He is a distinguished professor at the University of California at Berkeley. An old cold warrier, he is an East Asia specialist. The first volume in what unexpectedly became a trilogy was Blowback: The Costs and Consequences of American Empire (2000, rev. 2004). Blowback is a CIA term for the nasty consequences of meddling in other countries. This book was little noticed before 9/11. Afterwards, when much attention was directed to the question of "why they hate us," the book became a classic. The second volume is: The Sorrows of Empire: Militarism, Secrecy, and the End of the Republic (2004). This book led to one of my favorite small social experiments. My small law firm has several U.S. citizens, all educated and mature adults, plus one law clerk from an African country.
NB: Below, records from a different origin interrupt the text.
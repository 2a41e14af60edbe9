//! Story configuration loading.
//!
//! A story is described by a JSON file with a world, a cast and a plot
//! skeleton, plus an optional list of scripted user inputs.

use crate::memory::{Character, NarrativeState, World};
use serde::{Deserialize, Serialize};
use std::path::Path;
use thiserror::Error;

/// Errors from configuration loading.
#[derive(Debug, Error)]
pub enum ConfigError {
    #[error("IO error: {0}")]
    Io(#[from] std::io::Error),

    #[error("JSON error: {0}")]
    Json(#[from] serde_json::Error),

    #[error("Missing required section '{0}'")]
    MissingSection(&'static str),
}

/// The world section as written in configuration files.
#[derive(Debug, Clone, PartialEq, Serialize, Deserialize)]
pub struct WorldConfig {
    pub name: String,
    pub setting: String,
    #[serde(default)]
    pub description: String,
    #[serde(default)]
    pub rules: Vec<String>,
}

impl From<WorldConfig> for World {
    fn from(config: WorldConfig) -> Self {
        World {
            name: config.name,
            setting: config.setting,
            description: config.description,
            rules_explicit: config.rules,
            implicit_rules: Vec::new(),
        }
    }
}

/// Plot skeleton steering the story arc.
#[derive(Debug, Clone, Default, PartialEq, Eq, Serialize, Deserialize)]
pub struct Plot {
    pub inciting_incident: String,
    #[serde(default)]
    pub complications: String,
    #[serde(default)]
    pub climax: String,
    #[serde(default)]
    pub resolution: String,
    #[serde(default)]
    pub theme: String,
}

/// A validated story configuration.
#[derive(Debug, Clone, PartialEq)]
pub struct StoryConfig {
    pub world: WorldConfig,
    pub characters: Vec<Character>,
    pub plot: Plot,
    /// Scripted user inputs, cycled by turn.
    pub turn_inputs: Vec<String>,
}

#[derive(Deserialize)]
struct RawConfig {
    world: Option<WorldConfig>,
    characters: Option<Vec<Character>>,
    plot: Option<Plot>,
    #[serde(default)]
    turn_inputs: Vec<String>,
}

impl StoryConfig {
    /// Load a configuration file.
    pub async fn load(path: impl AsRef<Path>) -> Result<Self, ConfigError> {
        let content = tokio::fs::read_to_string(path).await?;
        Self::from_json(&content)
    }

    /// Parse a configuration from JSON text.
    pub fn from_json(json: &str) -> Result<Self, ConfigError> {
        let raw: RawConfig = serde_json::from_str(json)?;
        Ok(Self {
            world: raw.world.ok_or(ConfigError::MissingSection("world"))?,
            characters: raw
                .characters
                .ok_or(ConfigError::MissingSection("characters"))?,
            plot: raw.plot.ok_or(ConfigError::MissingSection("plot"))?,
            turn_inputs: raw.turn_inputs,
        })
    }

    /// Fresh narrative state seeded with the inciting incident as fact 1.
    pub fn initial_state(&self) -> NarrativeState {
        let seed = Some(self.plot.inciting_incident.clone()).filter(|s| !s.trim().is_empty());
        NarrativeState::new(self.world.clone().into(), self.characters.clone(), seed)
    }
}

#[cfg(test)]
mod tests {
    use super::*;

    const CONFIG: &str = r#"{
        "world": {
            "name": "Five Elements",
            "setting": "China, 1380",
            "description": "Monasteries guard five artifacts",
            "rules": ["No gunpowder weapons"]
        },
        "characters": [
            {"name": "Li Wei", "role": "monk", "element": "water", "traits": ["patient"], "goals": ["Recover the artifact"]},
            {"name": "Zhao", "role": "thief", "status": "hiding"}
        ],
        "plot": {
            "inciting_incident": "The jade artifact is stolen",
            "complications": "Zhao has allies",
            "climax": "Duel on the lake",
            "resolution": "The artifact returns",
            "theme": "Balance"
        },
        "turn_inputs": ["Li Wei follows the trail", "Li Wei confronts Zhao"]
    }"#;

    #[test]
    fn test_parse_full_config() {
        let config = StoryConfig::from_json(CONFIG).unwrap();
        assert_eq!(config.world.rules, vec!["No gunpowder weapons"]);
        assert_eq!(config.characters.len(), 2);
        assert_eq!(config.characters[0].status, "alive");
        assert_eq!(config.characters[1].status, "hiding");
        assert_eq!(config.plot.theme, "Balance");
        assert_eq!(config.turn_inputs.len(), 2);
    }

    #[test]
    fn test_initial_state_is_seeded() {
        let state = StoryConfig::from_json(CONFIG).unwrap().initial_state();
        assert_eq!(state.world().rules_explicit, vec!["No gunpowder weapons"]);
        assert_eq!(state.facts().len(), 1);
        assert_eq!(state.facts()[0].id, 1);
        assert_eq!(state.facts()[0].description, "The jade artifact is stolen");
        assert_eq!(state.facts()[0].turn_created, 0);
        assert_eq!(state.turn_count(), 0);
    }

    #[test]
    fn test_missing_sections() {
        let err =
            StoryConfig::from_json(r#"{"characters": [], "plot": {"inciting_incident": "x"}}"#)
                .unwrap_err();
        assert!(matches!(err, ConfigError::MissingSection("world")));

        let err = StoryConfig::from_json(
            r#"{"world": {"name": "W", "setting": "S"}, "plot": {"inciting_incident": "x"}}"#,
        )
        .unwrap_err();
        assert!(matches!(err, ConfigError::MissingSection("characters")));

        let err = StoryConfig::from_json(
            r#"{"world": {"name": "W", "setting": "S"}, "characters": []}"#,
        )
        .unwrap_err();
        assert!(matches!(err, ConfigError::MissingSection("plot")));
    }

    #[test]
    fn test_invalid_json() {
        assert!(matches!(
            StoryConfig::from_json("not json"),
            Err(ConfigError::Json(_))
        ));
    }
}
I made a prediction, and it came true. I called a mini-staff meeting and asked everybody how many military bases they think the United States maintains around the world. The Americans gave answers like: 5? 15? maybe 25? The African said: it must be over 1,000. Ding ding ding! I mean really. WTF do we think we are, we Americans?! More below the fold...
The third volume is: Nemesis: The Last Days of the American Republic (2007). It was just released this month.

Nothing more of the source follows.